Emeka Emembolu, BP’s vice president for reservoir development in the Gulf of Mexico and Canada, described the company’s Mad Dog field in the Gulf. When discovered in 1998, the field was estimated to hold a billion barrels of oil. Production began in 2005. Improved seismic data revised the original estimate up to 5 billion barrels. Thus far, 250 million barrels have been produced.

“Thanks to improved seismic recording and accurate processing algorithms, we’ve been able to increase our estimates by more than 10 times. More ocean-bottom nodes, better quality seismic recordings, better imaging algorithms, and more computing power have helped. It comes down to more and better data scientists, people savvy with coding,” Emembolu said.

Bradley McCredie, corporate vice president of data center GPU and accelerated processing at AMD, put it bluntly: “Big computers are competitive weapons.”

This year’s conference was the last one in which Jan Odegard was involved in his capacity as executive director of the Ken Kennedy Institute, a position he has held for 18 years. “What we all have in common,” he said, “is a shared passion for technology and a desire to drive innovation to leverage the next wave of innovation to meet industry’s need.”

“Jan has been the driving force behind this conference. I would like to deeply thank him for his initiative, enthusiasm, dedication and tireless efforts to make it a success,” said the recently appointed director of the Institute, Lydia Kavraki, the Noah Harding Professor of Computer Science at Rice.

Odegard is leaving to become senior director for industry and academic partnerships at The Ion, the six-story, 300,000-square-foot center in mid-town dedicated to developing Houston’s innovation infrastructure, which is scheduled to open in January 2021.
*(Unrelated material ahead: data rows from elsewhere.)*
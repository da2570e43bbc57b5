//! Error types for the sync gateway
//!
//! Every storage, transfer and identity operation reports one of a fixed set
//! of abstract error codes. Low-level failures (I/O, serialization) are
//! carried as their own variants but always classify as [`ErrorCode::Internal`].

use serde::{Deserialize, Serialize};
use thiserror::Error;

// =============================================================================
// Error Codes
// =============================================================================

/// Abstract error code returned to callers of the core.
///
/// New codes must be appended: the numeric values are part of the wire API.
#[derive(Debug, Clone, Copy, PartialEq, Eq, Hash, Serialize, Deserialize)]
#[serde(rename_all = "snake_case")]
#[repr(u32)]
pub enum ErrorCode {
    /// Credential is malformed or expired
    InvalidToken = 0,
    /// No credential supplied where one is required
    Unauthenticated = 1,
    /// Credential well-formed but rejected
    BadAuthenticationData = 2,
    /// Request parameters failed validation
    BadInputData = 3,
    /// Referenced path or user does not exist
    NotFound = 4,
    /// Computed checksum differs from the declared one
    BadChecksum = 5,
    /// Payload exceeds a configured limit
    TooBig = 6,
    /// Credential resolved but the user record is gone
    UserNotFound = 7,
    /// Anything else
    Internal = 8,
}

impl ErrorCode {
    /// Stable snake_case name used in API error bodies
    pub fn as_str(&self) -> &'static str {
        match self {
            ErrorCode::InvalidToken => "invalid_token",
            ErrorCode::Unauthenticated => "unauthenticated",
            ErrorCode::BadAuthenticationData => "bad_authentication_data",
            ErrorCode::BadInputData => "bad_input_data",
            ErrorCode::NotFound => "not_found",
            ErrorCode::BadChecksum => "bad_checksum",
            ErrorCode::TooBig => "too_big",
            ErrorCode::UserNotFound => "user_not_found",
            ErrorCode::Internal => "internal",
        }
    }
}

impl std::fmt::Display for ErrorCode {
    fn fmt(&self, f: &mut std::fmt::Formatter<'_>) -> std::fmt::Result {
        f.write_str(self.as_str())
    }
}

// =============================================================================
// Error
// =============================================================================

/// Unified error type for the gateway
#[derive(Error, Debug)]
pub enum Error {
    // =========================================================================
    // Identity Errors
    // =========================================================================
    #[error("Invalid token: {0}")]
    InvalidToken(String),

    #[error("Authentication required")]
    Unauthenticated,

    #[error("Bad authentication data: {0}")]
    BadAuthenticationData(String),

    #[error("User not found: {username}")]
    UserNotFound { username: String },

    // =========================================================================
    // Request Errors
    // =========================================================================
    #[error("Bad input data: {0}")]
    BadInputData(String),

    #[error("Not found: {0}")]
    NotFound(String),

    #[error("Checksum mismatch: expected {expected}, computed {computed}")]
    BadChecksum { expected: String, computed: String },

    #[error("Payload too big: limit is {limit} bytes")]
    TooBig { limit: u64 },

    // =========================================================================
    // Internal Errors
    // =========================================================================
    #[error("Internal error: {0}")]
    Internal(String),

    #[error("Configuration error: {0}")]
    Configuration(String),

    #[error("IO error: {0}")]
    Io(#[from] std::io::Error),

    #[error("JSON parse error: {0}")]
    JsonParse(#[from] serde_json::Error),

    #[error("YAML parse error: {0}")]
    YamlParse(#[from] serde_yaml::Error),
}

impl Error {
    /// Abstract code for this error
    pub fn code(&self) -> ErrorCode {
        match self {
            Error::InvalidToken(_) => ErrorCode::InvalidToken,
            Error::Unauthenticated => ErrorCode::Unauthenticated,
            Error::BadAuthenticationData(_) => ErrorCode::BadAuthenticationData,
            Error::UserNotFound { .. } => ErrorCode::UserNotFound,
            Error::BadInputData(_) => ErrorCode::BadInputData,
            Error::NotFound(_) => ErrorCode::NotFound,
            Error::BadChecksum { .. } => ErrorCode::BadChecksum,
            Error::TooBig { .. } => ErrorCode::TooBig,
            Error::Internal(_)
            | Error::Configuration(_)
            | Error::Io(_)
            | Error::JsonParse(_)
            | Error::YamlParse(_) => ErrorCode::Internal,
        }
    }

    /// Whether the message is safe to show to a client
    pub fn is_client_visible(&self) -> bool {
        self.code() != ErrorCode::Internal
    }

    /// Translate an I/O error on `path`, turning a missing file into `NotFound`
    pub fn from_io_at(err: std::io::Error, path: &str) -> Self {
        match err.kind() {
            std::io::ErrorKind::NotFound => Error::NotFound(path.to_string()),
            _ => Error::Io(err),
        }
    }
}

/// Result type alias for the gateway
pub type Result<T> = std::result::Result<T, Error>;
“Two years ago, no one had heard of the decarbonization of energy. The thinking was that it might make fossil fuels look bad. One of our goals is to build the infrastructure necessary to make energy transfer possible,” said Gabriella “Gaby” Rowe, executive director of The Ion and a plenary speaker at the conference.

“We see The Ion as a catalyst of transformative innovation, a hub for accelerators and incubators, and a place to drive change,” Rowe said. “In 10 years we would like to see Houston become the city of choice for young talent. In three years, we would like to see Houston as the energy transition capital of the world.”
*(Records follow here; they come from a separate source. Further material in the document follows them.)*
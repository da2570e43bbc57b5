//! API Server
//!
//! Binds the REST router and serves it until a shutdown signal arrives.
//! In-flight requests get `shutdown_timeout` to finish; connections still
//! open after that are dropped.

use crate::config::{CorsConfig, ServerConfig, ServicesConfig};
use crate::error::{Error, Result};
use std::future::IntoFuture;
use std::net::SocketAddr;
use std::time::Duration;
use tokio::sync::broadcast;
use tracing::{info, warn};

use super::rest::{AppState, RestRouter};

// =============================================================================
// Server Configuration
// =============================================================================

/// Configuration for the API server
#[derive(Debug, Clone)]
pub struct ApiServerConfig {
    /// REST API bind address
    pub addr: SocketAddr,
    /// Drain limit for in-flight requests after shutdown is signalled
    pub shutdown_timeout: Duration,
    pub services: ServicesConfig,
    pub cors: CorsConfig,
}

impl ApiServerConfig {
    pub fn from_settings(settings: &ServerConfig) -> Result<Self> {
        Ok(Self {
            addr: settings.socket_addr()?,
            shutdown_timeout: settings.shutdown_timeout(),
            services: settings.services.clone(),
            cors: settings.cors.clone(),
        })
    }
}

impl Default for ApiServerConfig {
    fn default() -> Self {
        Self {
            addr: SocketAddr::from(([0, 0, 0, 0], 9000)),
            shutdown_timeout: Duration::from_secs(30),
            services: ServicesConfig::default(),
            cors: CorsConfig::default(),
        }
    }
}

// =============================================================================
// API Server
// =============================================================================

/// HTTP server for the gateway API
pub struct ApiServer {
    config: ApiServerConfig,
    state: AppState,
    shutdown_tx: broadcast::Sender<()>,
}

impl ApiServer {
    /// Create a new API server
    pub fn new(config: ApiServerConfig, state: AppState) -> Self {
        let (shutdown_tx, _) = broadcast::channel(1);
        Self {
            config,
            state,
            shutdown_tx,
        }
    }

    /// Sender that stops the server when signalled
    pub fn shutdown_handle(&self) -> broadcast::Sender<()> {
        self.shutdown_tx.clone()
    }

    /// Trigger graceful shutdown
    pub fn shutdown(&self) {
        let _ = self.shutdown_tx.send(());
    }

    /// Bind and serve until shutdown
    pub async fn run(&self) -> Result<()> {
        let listener = tokio::net::TcpListener::bind(self.config.addr)
            .await
            .map_err(|e| Error::Internal(format!("Failed to bind REST server: {}", e)))?;
        self.serve(listener).await
    }

    /// Serve on an already bound listener
    pub async fn serve(&self, listener: tokio::net::TcpListener) -> Result<()> {
        let app = RestRouter::new(self.state.clone(), self.config.cors.clone())
            .with_services(self.config.services.clone())
            .build();
        let mut shutdown_rx = self.shutdown_tx.subscribe();
        let mut deadline_rx = self.shutdown_tx.subscribe();
        let grace = self.config.shutdown_timeout;

        info!(
            "REST API listening on {}",
            listener.local_addr().map_err(Error::Io)?
        );

        let server = axum::serve(listener, app)
            .with_graceful_shutdown(async move {
                let _ = shutdown_rx.recv().await;
                info!("REST server shutting down");
            })
            .into_future();
        let deadline = async move {
            let _ = deadline_rx.recv().await;
            tokio::time::sleep(grace).await;
        };

        tokio::select! {
            result = server => {
                result.map_err(|e| Error::Internal(format!("REST server error: {}", e)))?;
            }
            _ = deadline => {
                warn!(
                    timeout_secs = grace.as_secs_f64(),
                    "Shutdown timeout elapsed, abandoning open connections"
                );
            }
        }

        Ok(())
    }
}

#[cfg(test)]
mod tests {
    use super::*;
    use crate::config::{BackendConfig, BackendKind, GatewayConfig};
    use crate::gateway::Gateway;
    use std::sync::Arc;
    use tempfile::TempDir;
    use tokio::io::AsyncWriteExt;

    #[test]
    fn test_default_config() {
        let config = ApiServerConfig::default();
        assert_eq!(config.addr.port(), 9000);
        assert_eq!(config.shutdown_timeout, Duration::from_secs(30));
        assert!(config.cors.enabled);
    }

    #[test]
    fn test_config_from_settings() {
        let settings = ServerConfig {
            addr: "127.0.0.1:9100".to_string(),
            shutdown_timeout_secs: 7,
            ..ServerConfig::default()
        };
        let config = ApiServerConfig::from_settings(&settings).unwrap();
        assert_eq!(config.addr.port(), 9100);
        assert_eq!(config.shutdown_timeout, Duration::from_secs(7));

        let bad = ServerConfig {
            addr: "not an address".to_string(),
            ..ServerConfig::default()
        };
        assert!(ApiServerConfig::from_settings(&bad).is_err());
    }

    #[tokio::test]
    async fn test_stalled_request_does_not_block_shutdown() {
        let dir = TempDir::new().unwrap();
        let mut config = GatewayConfig::default();
        config.backends = vec![BackendConfig {
            kind: BackendKind::Memory,
            ..BackendConfig::default()
        }];
        config.chunks.staging_dir = dir.path().join("staging");
        let gateway = Gateway::build(config).await.unwrap();

        let server = Arc::new(ApiServer::new(
            ApiServerConfig {
                shutdown_timeout: Duration::from_millis(200),
                ..ApiServerConfig::default()
            },
            gateway.app_state(),
        ));
        let listener = tokio::net::TcpListener::bind("127.0.0.1:0").await.unwrap();
        let addr = listener.local_addr().unwrap();
        let serving = {
            let server = server.clone();
            tokio::spawn(async move { server.serve(listener).await })
        };

        // Announce a body that never fully arrives
        let mut client = tokio::net::TcpStream::connect(addr).await.unwrap();
        client
            .write_all(
                b"POST /api/v1/auth/token HTTP/1.1\r\nhost: localhost\r\n\
                  content-type: application/json\r\ncontent-length: 1000\r\n\r\n{\"user",
            )
            .await
            .unwrap();
        tokio::time::sleep(Duration::from_millis(100)).await;

        server.shutdown();
        let result = tokio::time::timeout(Duration::from_secs(5), serving)
            .await
            .expect("server outlived its shutdown timeout")
            .unwrap();
        assert!(result.is_ok());
        drop(client);
    }
}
Also speaking at the conference were three Rice faculty members: Jesse Chan, assistant professor of computational and applied mathematics; Pedram Hassanzadeh, assistant professor of mechanical engineering and of earth, environmental and planetary sciences; John Mellor-Crummey, professor of computer science and of electrical and computer engineering.

An attendee, Addison Snell, CEO of Intersect360 Research, said after one of the talks that the Ken Kennedy Institute’s conference is “the one with the most differential equations per hour.”

Another attendee, Nicholas Malaya, AMD technical lead with the Centers of Excellence, Frontier and El Capitan exascale supercomputers, said, “Jesse Chan never fails to provide pretty math.”

This year’s conference included three keynotes and six plenary talks, and four parallel sessions with a total of 20 talks selected from submitted abstracts. The conference concluded with a large student poster session. Five pre- and post-conference workshops were also held.

In addition to Odegard, the workshop organizers included David Baldwin, Shell; Jesse Chan, Rice; Donny Cooper, Total; Bosen Du, AMD; Erik Engquist, Rice; Keith Gray, BP; Samantha Krebsbach, ExxonMobil; Alex Loddoch, Chevron; Scott Morton, Rice; Ernesto Prudencio, Schlumberger; Michael Schoemann, Equinor; Mike Townsley, ExxonMobil.

The technical program committee included the workshop organizers listed above and Mauricio Araya-Polo, Total; Sverre Brandsberg-Dahl, Microsoft; Tom McDonald, ExxonMobil; Paul Singer, Equinor; Noella Soares, Shell; Mike Thompson, Schlumberger; Cheng Zhan, Microsoft; Muhong Zhou, NAG; Ling Zhuo, Chevron.


Thirty-three sponsors filled the exhibit area and helped support the conference.